_Exercise_
Look through the lines below; wherever the word "availability" appears, copy that line.

_Provided records_
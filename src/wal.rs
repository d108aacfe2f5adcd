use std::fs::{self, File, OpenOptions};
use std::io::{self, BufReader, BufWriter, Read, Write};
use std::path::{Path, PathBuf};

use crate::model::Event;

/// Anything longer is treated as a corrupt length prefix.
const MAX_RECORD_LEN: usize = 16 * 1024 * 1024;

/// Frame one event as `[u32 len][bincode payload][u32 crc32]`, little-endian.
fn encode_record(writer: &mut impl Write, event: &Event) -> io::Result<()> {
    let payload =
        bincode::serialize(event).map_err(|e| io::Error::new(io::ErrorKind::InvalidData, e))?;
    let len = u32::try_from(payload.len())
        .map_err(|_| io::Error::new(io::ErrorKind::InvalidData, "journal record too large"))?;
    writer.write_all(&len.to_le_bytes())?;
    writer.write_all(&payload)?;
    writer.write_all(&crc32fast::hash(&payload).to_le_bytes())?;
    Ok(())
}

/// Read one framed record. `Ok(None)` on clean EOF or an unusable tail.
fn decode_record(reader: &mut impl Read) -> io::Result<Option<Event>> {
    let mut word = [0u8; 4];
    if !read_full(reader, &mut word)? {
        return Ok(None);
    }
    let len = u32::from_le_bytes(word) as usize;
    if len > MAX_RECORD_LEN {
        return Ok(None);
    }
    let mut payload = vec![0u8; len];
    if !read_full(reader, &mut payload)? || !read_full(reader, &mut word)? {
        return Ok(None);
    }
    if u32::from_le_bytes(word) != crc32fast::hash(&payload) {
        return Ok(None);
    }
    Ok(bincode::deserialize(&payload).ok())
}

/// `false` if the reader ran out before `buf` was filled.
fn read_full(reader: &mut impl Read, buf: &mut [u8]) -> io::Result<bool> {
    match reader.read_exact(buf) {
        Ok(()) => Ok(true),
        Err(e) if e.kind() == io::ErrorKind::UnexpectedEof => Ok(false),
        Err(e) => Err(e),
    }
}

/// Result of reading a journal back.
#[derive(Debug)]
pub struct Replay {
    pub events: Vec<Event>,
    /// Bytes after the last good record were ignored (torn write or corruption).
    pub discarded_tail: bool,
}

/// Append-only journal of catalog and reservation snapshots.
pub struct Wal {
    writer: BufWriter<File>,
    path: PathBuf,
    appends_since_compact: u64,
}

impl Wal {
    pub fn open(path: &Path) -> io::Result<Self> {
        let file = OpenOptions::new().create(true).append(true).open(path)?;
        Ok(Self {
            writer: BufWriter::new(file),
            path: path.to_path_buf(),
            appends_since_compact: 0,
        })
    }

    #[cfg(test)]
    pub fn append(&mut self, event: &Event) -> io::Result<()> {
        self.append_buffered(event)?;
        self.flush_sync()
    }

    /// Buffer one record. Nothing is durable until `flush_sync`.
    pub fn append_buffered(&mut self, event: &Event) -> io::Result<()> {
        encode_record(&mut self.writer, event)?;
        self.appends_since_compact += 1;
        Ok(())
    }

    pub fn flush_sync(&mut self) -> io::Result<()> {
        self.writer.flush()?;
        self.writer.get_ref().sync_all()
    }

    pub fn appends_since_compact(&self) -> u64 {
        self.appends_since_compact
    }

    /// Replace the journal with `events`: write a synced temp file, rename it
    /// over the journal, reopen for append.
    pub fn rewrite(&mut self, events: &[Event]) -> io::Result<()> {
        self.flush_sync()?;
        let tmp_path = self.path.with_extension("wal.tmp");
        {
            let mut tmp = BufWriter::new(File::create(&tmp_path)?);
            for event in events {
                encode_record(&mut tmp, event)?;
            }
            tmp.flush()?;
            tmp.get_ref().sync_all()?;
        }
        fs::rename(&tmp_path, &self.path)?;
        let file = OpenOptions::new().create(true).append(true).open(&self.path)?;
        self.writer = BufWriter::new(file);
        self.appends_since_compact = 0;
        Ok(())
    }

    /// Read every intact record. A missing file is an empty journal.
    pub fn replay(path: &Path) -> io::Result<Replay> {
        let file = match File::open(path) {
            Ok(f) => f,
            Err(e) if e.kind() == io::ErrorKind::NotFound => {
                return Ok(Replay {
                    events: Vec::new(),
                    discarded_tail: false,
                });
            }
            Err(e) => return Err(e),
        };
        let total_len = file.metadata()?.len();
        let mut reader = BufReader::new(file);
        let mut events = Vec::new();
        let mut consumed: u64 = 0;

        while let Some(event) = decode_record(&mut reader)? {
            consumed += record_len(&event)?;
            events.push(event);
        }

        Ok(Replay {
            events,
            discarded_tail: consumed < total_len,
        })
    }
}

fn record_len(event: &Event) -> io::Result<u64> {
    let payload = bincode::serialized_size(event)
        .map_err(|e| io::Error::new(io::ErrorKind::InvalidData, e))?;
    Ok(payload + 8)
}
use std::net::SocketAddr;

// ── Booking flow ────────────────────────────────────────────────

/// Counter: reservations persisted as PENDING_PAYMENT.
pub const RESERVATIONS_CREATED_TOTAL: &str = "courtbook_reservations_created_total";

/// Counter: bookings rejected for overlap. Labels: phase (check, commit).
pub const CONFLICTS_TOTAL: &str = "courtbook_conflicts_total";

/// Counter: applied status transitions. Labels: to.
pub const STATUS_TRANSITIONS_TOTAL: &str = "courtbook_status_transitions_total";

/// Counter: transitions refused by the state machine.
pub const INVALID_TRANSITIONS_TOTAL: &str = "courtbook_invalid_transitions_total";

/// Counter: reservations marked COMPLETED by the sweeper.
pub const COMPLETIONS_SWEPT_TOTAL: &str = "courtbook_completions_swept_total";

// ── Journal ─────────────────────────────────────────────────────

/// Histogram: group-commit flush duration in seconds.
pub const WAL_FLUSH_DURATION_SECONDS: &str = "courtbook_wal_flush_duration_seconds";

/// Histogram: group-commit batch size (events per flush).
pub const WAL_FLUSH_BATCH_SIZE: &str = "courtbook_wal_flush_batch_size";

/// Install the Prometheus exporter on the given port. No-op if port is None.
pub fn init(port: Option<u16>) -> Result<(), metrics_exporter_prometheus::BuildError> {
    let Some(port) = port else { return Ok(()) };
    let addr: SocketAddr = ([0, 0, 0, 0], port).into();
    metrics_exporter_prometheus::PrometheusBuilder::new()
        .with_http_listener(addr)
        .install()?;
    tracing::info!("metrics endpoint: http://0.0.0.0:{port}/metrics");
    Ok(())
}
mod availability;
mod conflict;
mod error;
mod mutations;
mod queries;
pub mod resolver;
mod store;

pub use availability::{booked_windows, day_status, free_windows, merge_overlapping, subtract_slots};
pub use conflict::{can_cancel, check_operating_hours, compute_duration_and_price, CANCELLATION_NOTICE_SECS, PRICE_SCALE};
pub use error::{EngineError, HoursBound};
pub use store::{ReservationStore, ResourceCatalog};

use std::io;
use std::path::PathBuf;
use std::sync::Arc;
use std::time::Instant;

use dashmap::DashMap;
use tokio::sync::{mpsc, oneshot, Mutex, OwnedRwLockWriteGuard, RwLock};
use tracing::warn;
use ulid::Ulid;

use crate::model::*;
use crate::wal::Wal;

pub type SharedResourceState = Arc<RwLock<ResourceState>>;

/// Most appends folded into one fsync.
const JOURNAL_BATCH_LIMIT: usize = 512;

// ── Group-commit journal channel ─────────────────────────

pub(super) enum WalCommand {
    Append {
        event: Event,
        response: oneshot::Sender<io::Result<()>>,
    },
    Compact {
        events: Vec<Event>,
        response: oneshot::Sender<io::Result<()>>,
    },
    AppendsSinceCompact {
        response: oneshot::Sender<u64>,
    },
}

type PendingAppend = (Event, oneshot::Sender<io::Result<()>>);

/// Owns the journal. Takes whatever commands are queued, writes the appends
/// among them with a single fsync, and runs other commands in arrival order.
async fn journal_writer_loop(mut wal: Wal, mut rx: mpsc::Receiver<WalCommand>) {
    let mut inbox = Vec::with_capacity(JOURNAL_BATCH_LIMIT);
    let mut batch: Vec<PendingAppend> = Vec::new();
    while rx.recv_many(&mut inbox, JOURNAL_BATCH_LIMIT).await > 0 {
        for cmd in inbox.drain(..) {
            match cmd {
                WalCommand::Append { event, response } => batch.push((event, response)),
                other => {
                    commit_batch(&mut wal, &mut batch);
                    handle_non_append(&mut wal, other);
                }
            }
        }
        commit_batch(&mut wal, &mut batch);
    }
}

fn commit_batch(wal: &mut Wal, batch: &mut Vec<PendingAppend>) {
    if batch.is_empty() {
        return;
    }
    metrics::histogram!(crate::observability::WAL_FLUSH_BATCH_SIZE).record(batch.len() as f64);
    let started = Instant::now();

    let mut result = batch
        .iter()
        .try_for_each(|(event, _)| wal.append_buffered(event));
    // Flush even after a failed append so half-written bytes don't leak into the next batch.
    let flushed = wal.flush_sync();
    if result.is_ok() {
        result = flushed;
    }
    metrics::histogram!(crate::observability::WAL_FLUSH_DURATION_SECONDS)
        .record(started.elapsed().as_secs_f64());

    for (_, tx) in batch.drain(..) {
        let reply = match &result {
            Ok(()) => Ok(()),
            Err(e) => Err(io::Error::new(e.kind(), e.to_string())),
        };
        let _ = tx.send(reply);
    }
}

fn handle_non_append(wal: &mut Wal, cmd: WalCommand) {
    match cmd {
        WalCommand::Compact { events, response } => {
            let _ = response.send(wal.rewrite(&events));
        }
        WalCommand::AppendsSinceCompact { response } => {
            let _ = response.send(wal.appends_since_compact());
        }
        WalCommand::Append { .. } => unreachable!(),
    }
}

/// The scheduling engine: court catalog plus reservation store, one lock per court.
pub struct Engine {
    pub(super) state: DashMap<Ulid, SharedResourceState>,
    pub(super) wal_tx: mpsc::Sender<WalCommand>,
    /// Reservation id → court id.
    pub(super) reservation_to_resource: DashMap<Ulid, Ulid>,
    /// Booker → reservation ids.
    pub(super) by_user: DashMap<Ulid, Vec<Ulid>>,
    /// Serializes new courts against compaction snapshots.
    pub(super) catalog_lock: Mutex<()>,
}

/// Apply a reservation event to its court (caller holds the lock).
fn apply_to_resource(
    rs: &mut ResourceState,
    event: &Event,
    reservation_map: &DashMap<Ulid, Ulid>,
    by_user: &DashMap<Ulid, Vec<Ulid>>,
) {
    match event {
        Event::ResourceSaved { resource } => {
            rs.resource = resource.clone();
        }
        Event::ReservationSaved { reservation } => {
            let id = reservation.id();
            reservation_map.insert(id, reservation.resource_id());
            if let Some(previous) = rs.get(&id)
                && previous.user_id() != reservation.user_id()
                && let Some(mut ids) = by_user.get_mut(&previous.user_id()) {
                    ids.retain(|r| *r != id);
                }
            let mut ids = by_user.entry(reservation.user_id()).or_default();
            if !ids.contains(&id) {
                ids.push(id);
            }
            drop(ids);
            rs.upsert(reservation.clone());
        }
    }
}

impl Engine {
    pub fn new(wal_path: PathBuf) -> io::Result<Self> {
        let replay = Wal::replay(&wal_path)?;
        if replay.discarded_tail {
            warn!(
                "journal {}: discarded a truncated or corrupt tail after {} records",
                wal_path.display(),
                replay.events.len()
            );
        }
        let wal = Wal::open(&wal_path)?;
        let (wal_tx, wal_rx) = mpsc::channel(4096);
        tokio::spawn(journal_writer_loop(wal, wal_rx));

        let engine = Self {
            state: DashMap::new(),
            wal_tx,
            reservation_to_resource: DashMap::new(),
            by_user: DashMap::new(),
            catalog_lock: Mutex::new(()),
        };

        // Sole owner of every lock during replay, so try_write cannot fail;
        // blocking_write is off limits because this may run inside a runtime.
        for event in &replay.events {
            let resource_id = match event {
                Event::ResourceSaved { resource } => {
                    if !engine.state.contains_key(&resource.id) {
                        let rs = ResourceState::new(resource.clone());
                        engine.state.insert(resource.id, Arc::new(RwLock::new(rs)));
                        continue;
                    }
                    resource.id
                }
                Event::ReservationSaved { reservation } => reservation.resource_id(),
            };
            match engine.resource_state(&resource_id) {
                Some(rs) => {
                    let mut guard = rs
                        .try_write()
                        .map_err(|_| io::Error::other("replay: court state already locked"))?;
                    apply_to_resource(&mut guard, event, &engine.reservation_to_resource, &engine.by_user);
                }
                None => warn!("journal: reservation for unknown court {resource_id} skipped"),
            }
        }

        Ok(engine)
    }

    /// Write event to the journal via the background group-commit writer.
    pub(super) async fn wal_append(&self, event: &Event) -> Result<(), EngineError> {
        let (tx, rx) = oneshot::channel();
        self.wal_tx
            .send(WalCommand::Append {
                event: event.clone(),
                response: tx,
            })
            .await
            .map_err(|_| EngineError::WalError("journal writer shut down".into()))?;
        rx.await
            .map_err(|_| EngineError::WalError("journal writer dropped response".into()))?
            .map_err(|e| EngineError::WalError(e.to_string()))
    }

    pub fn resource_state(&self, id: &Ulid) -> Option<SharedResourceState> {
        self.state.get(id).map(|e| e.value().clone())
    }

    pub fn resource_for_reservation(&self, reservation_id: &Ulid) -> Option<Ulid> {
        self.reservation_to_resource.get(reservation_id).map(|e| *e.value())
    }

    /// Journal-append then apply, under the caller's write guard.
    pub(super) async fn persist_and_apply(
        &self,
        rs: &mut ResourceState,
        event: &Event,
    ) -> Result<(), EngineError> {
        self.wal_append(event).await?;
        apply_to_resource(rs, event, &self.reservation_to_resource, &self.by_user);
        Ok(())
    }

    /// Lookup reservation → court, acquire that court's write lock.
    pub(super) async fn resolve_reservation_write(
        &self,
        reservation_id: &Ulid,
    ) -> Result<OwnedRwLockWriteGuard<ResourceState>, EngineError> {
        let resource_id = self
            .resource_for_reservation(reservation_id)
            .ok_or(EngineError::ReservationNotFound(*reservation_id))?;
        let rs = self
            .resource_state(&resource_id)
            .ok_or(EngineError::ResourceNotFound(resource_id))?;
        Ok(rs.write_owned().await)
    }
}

_Reply to the task_
mod availability;
pub use availability::{booked_windows, day_status, free_windows, merge_overlapping, subtract_slots};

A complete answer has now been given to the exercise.